We all have a history of origin Harry Potter . Mine, in a predictable way, is both unsatisfactory and embarrbading. I read Harry Potter and the philosopher's stone at the university and, full of superiority at the undergraduate level, I decided that the prose was clumsy and that the l & # 39; story was tedious. It would be, I predict with confidence, a wonder of five minutes.

Given this moment of brilliant literary criticism, it was a bit embarrbading to be invited to London to see the eighth and final episode of the saga, Harry Potter and the Cursed Child – this one is not a book, nor a movie, but a play. I knew that I was not worthy; I knew that many people would kill for such an invitation. But it would be a chance to be in London in the summer; it would be the West End in all its glory; it would be … well, there was no way to miss out on me. So I said yes, I hid the books Harry Potter in my carry-on, I arranged my face in what I hoped to be a smile receptive to a wizard and I left

a fan of Harry Potter the enormity of people's love for this orphan boy and his magical world is disconcerting. In the 21 years since The Philosopher's Stone has been published, more than 500 million – or half a billion – Potter books sold in 79 languages, including Azerbaijani, Welsh, Latin and Ancient Greek. ( The Philosopher's Stone is apparently the longest work of the latter since the novel Aethiopica in the third century). And the series of films Harry Potter – famous for his servile precision in books – is the third largest film franchise of all time, with its nine titles (including the Fantastic Beasts turn-off) by more than $ 8.53 billion, to $ 35 billion, once DVD and merchandise sales are included. Only franchises Avengers and Star Wars won more. Individually, seven of the eight films Harry Potte were among the 50 most lucrative films of all time.

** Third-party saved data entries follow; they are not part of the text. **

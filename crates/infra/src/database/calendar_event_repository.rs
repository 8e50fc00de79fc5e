//! SQLite-backed calendar event store with transactional bulk replacement.

use std::sync::Arc;

use async_trait::async_trait;
use chrono::{DateTime, Duration, Utc};
use hearth_core::CalendarEventRepository;
use hearth_domain::constants::HOLIDAY_EVENT_DESCRIPTION;
use hearth_domain::{
    CalendarEvent, EventSource, Holiday, NormalizedEvent, Result as DomainResult,
};
use rusqlite::{params, Row};

use super::manager::DbManager;
use super::support::{from_opt_json, from_ts, new_id, to_json, to_ts, with_connection};
use crate::errors::sql_err;

const EVENT_COLUMNS: &str = "id, account_id, user_id, external_id, holiday_id, summary, \
     description, location, starts_at, ends_at, source, is_holiday, is_meal, metadata";

const EVENT_INSERT_SQL: &str = "INSERT INTO calendar_events (
        id, account_id, user_id, external_id, holiday_id, summary, description, location,
        starts_at, ends_at, source, is_holiday, is_meal, metadata
    ) VALUES (?1, ?2, ?3, ?4, ?5, ?6, ?7, ?8, ?9, ?10, ?11, ?12, 0, ?13)";

const ACCOUNT_EVENTS_DELETE_SQL: &str =
    "DELETE FROM calendar_events WHERE account_id = ?1 AND is_meal = 0";

const HOLIDAY_EVENTS_DELETE_SQL: &str = "DELETE FROM calendar_events
    WHERE user_id = ?1 AND is_holiday = 1 AND source = ?2
      AND starts_at >= ?3 AND starts_at < ?4";

const ACCOUNT_SYNCED_SQL: &str =
    "UPDATE calendar_accounts SET last_synced_at = ?2, updated_at = ?2 WHERE id = ?1";

pub struct SqliteCalendarEventRepository {
    db: Arc<DbManager>,
}

impl SqliteCalendarEventRepository {
    pub fn new(db: Arc<DbManager>) -> Self {
        Self { db }
    }

    async fn list_where(
        &self,
        clause: &'static str,
        key: String,
    ) -> DomainResult<Vec<CalendarEvent>> {
        with_connection(&self.db, move |conn| {
            let mut stmt = conn
                .prepare(&format!(
                    "SELECT {EVENT_COLUMNS} FROM calendar_events WHERE {clause}
                     ORDER BY starts_at, id"
                ))
                .map_err(sql_err)?;
            let rows = stmt
                .query_map(params![key], map_event_row)
                .map_err(sql_err)?
                .collect::<Result<Vec<_>, _>>()
                .map_err(sql_err)?;
            rows.into_iter().map(RawEvent::into_event).collect()
        })
        .await
    }
}

struct RawEvent {
    id: String,
    account_id: Option<String>,
    user_id: String,
    external_id: Option<String>,
    holiday_id: Option<String>,
    summary: Option<String>,
    description: Option<String>,
    location: Option<String>,
    starts_at: i64,
    ends_at: i64,
    source: String,
    is_holiday: bool,
    is_meal: bool,
    metadata: Option<String>,
}

fn map_event_row(row: &Row<'_>) -> rusqlite::Result<RawEvent> {
    Ok(RawEvent {
        id: row.get(0)?,
        account_id: row.get(1)?,
        user_id: row.get(2)?,
        external_id: row.get(3)?,
        holiday_id: row.get(4)?,
        summary: row.get(5)?,
        description: row.get(6)?,
        location: row.get(7)?,
        starts_at: row.get(8)?,
        ends_at: row.get(9)?,
        source: row.get(10)?,
        is_holiday: row.get::<_, i64>(11)? != 0,
        is_meal: row.get::<_, i64>(12)? != 0,
        metadata: row.get(13)?,
    })
}

impl RawEvent {
    fn into_event(self) -> DomainResult<CalendarEvent> {
        Ok(CalendarEvent {
            id: self.id,
            account_id: self.account_id,
            user_id: self.user_id,
            external_id: self.external_id,
            holiday_id: self.holiday_id,
            summary: self.summary,
            description: self.description,
            location: self.location,
            starts_at: from_ts(self.starts_at)?,
            ends_at: from_ts(self.ends_at)?,
            source: self.source,
            is_holiday: self.is_holiday,
            is_meal: self.is_meal,
            metadata: from_opt_json("metadata", self.metadata)?,
        })
    }
}

#[async_trait]
impl CalendarEventRepository for SqliteCalendarEventRepository {
    async fn replace_account_events(
        &self,
        account_id: &str,
        user_id: &str,
        source: EventSource,
        events: Vec<NormalizedEvent>,
        synced_at: DateTime<Utc>,
    ) -> DomainResult<usize> {
        let account_id = account_id.to_string();
        let user_id = user_id.to_string();

        with_connection(&self.db, move |conn| {
            let tx = conn.transaction().map_err(sql_err)?;
            tx.execute(ACCOUNT_EVENTS_DELETE_SQL, params![account_id]).map_err(sql_err)?;

            {
                let mut insert = tx.prepare(EVENT_INSERT_SQL).map_err(sql_err)?;
                for event in &events {
                    let metadata = event.metadata.as_ref().map(to_json).transpose()?;
                    insert
                        .execute(params![
                            new_id(),
                            account_id,
                            user_id,
                            event.external_id,
                            Option::<String>::None,
                            event.summary,
                            event.description,
                            event.location,
                            to_ts(event.starts_at),
                            to_ts(event.ends_at),
                            source.to_string(),
                            0,
                            metadata,
                        ])
                        .map_err(sql_err)?;
                }
            }

            tx.execute(ACCOUNT_SYNCED_SQL, params![account_id, to_ts(synced_at)])
                .map_err(sql_err)?;
            tx.commit().map_err(sql_err)?;
            Ok(events.len())
        })
        .await
    }

    async fn replace_holiday_events(
        &self,
        user_id: &str,
        from: DateTime<Utc>,
        to: DateTime<Utc>,
        holidays: Vec<Holiday>,
    ) -> DomainResult<usize> {
        let user_id = user_id.to_string();
        let source = EventSource::Calendarific.to_string();

        with_connection(&self.db, move |conn| {
            let tx = conn.transaction().map_err(sql_err)?;
            tx.execute(HOLIDAY_EVENTS_DELETE_SQL, params![user_id, source, to_ts(from), to_ts(to)])
                .map_err(sql_err)?;

            {
                let mut insert = tx.prepare(EVENT_INSERT_SQL).map_err(sql_err)?;
                for holiday in &holidays {
                    insert
                        .execute(params![
                            new_id(),
                            Option::<String>::None,
                            user_id,
                            Option::<String>::None,
                            holiday.id,
                            holiday.name,
                            HOLIDAY_EVENT_DESCRIPTION,
                            Option::<String>::None,
                            to_ts(holiday.date),
                            to_ts(holiday.date + Duration::days(1)),
                            source,
                            1,
                            Option::<String>::None,
                        ])
                        .map_err(sql_err)?;
                }
            }

            tx.commit().map_err(sql_err)?;
            Ok(holidays.len())
        })
        .await
    }

    async fn list_for_account(&self, account_id: &str) -> DomainResult<Vec<CalendarEvent>> {
        self.list_where("account_id = ?1", account_id.to_string()).await
    }

    async fn list_for_user(&self, user_id: &str) -> DomainResult<Vec<CalendarEvent>> {
        self.list_where("user_id = ?1", user_id.to_string()).await
    }
}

And now there is the play. A new story, rather than an adaptation of an earlier plot, Harry Potter and the Cursed Child opened in London in 2016. It takes place in two parts, and can be seen during a single afternoon and evening, or more than two consecutive nights, as a Harry Potter mini- Ring Cycle .

He was incredibly successful. In 2017, Cursed Child won a prize awarded to nine Olivier, before moving to the Lyric Theater on Broadway in April for a cost of $ 92 million, making it the most expensive non-musical piece of Broadway. (Most plays cost between $ 4 and $ 6.5 million, and even musicals rarely exceed $ 35 million). Of course, $ 44 million was spent to pay Cirque Du Soleil, which used the Lyric, to go elsewhere, and to turn the barn-like theater into an appropriately Gothic high-hogwartian space with a river. of monogrammed boxes. "carpets, phoenix sconces and gilded dragon lamps, but $ 42 million was spent on the game itself, including $ 15.8 million to build sets and build physical production, $ 4.2 million for pay the cast, and $ 15 million for general and administrative expenses, advertising and advertising.

Fortunately for investors, even before opening its doors in New York, the show reported 2.7 million dollars per week in tickets for previews, and last month he won six Tonys.On both sides of the Atlantic, Harry Potter and the Cursed Child was presented as the most immersive and dazzling theatrical experience in decades

In January, this show will arrive in Australia The Princess Theater of Melbourne, under renovation, is being prepared. of 42 places is about to be confirmed, with tickets on sale August 6th. The crew of 70 people gathers together, and the huge and magnificent sets – full of clocks and arches and a color of paint called Raven Plume – are already in the train

  Harry's novels Potter were translated into 79 languages ​​

The Harry Potter novels have been translated into 79 languages. Photo: Alamy

Of course, Cursed Child is, according to one badysis, simply proof that the fundamental two-year question about Harry Potter deserves to be asked. Why Is Harry Potter so incredibly popular and ubiquitous? What is there about the young wizard with the lightning scar that has captivated so many people who live, not just in Australia or the West, but on earth? There are only 7.6 billion people on this planet: there is a story Harry Potter printed for each in 15 of them

Theory The more credible for this popularity is perhaps anthropological. According to folklorists, there are some recurring archetypes in the stories that humans tell each other that we are wired to find satisfying and enjoyable. These archetypes, for reasons of evolutionary logic (and because, well, they make twists) are virtually universal – they cross geographical, cultural and religious boundaries – and have been in operation for millennia. They do not all appear in all stories; but just about every one of them plays a role in Harry Potter .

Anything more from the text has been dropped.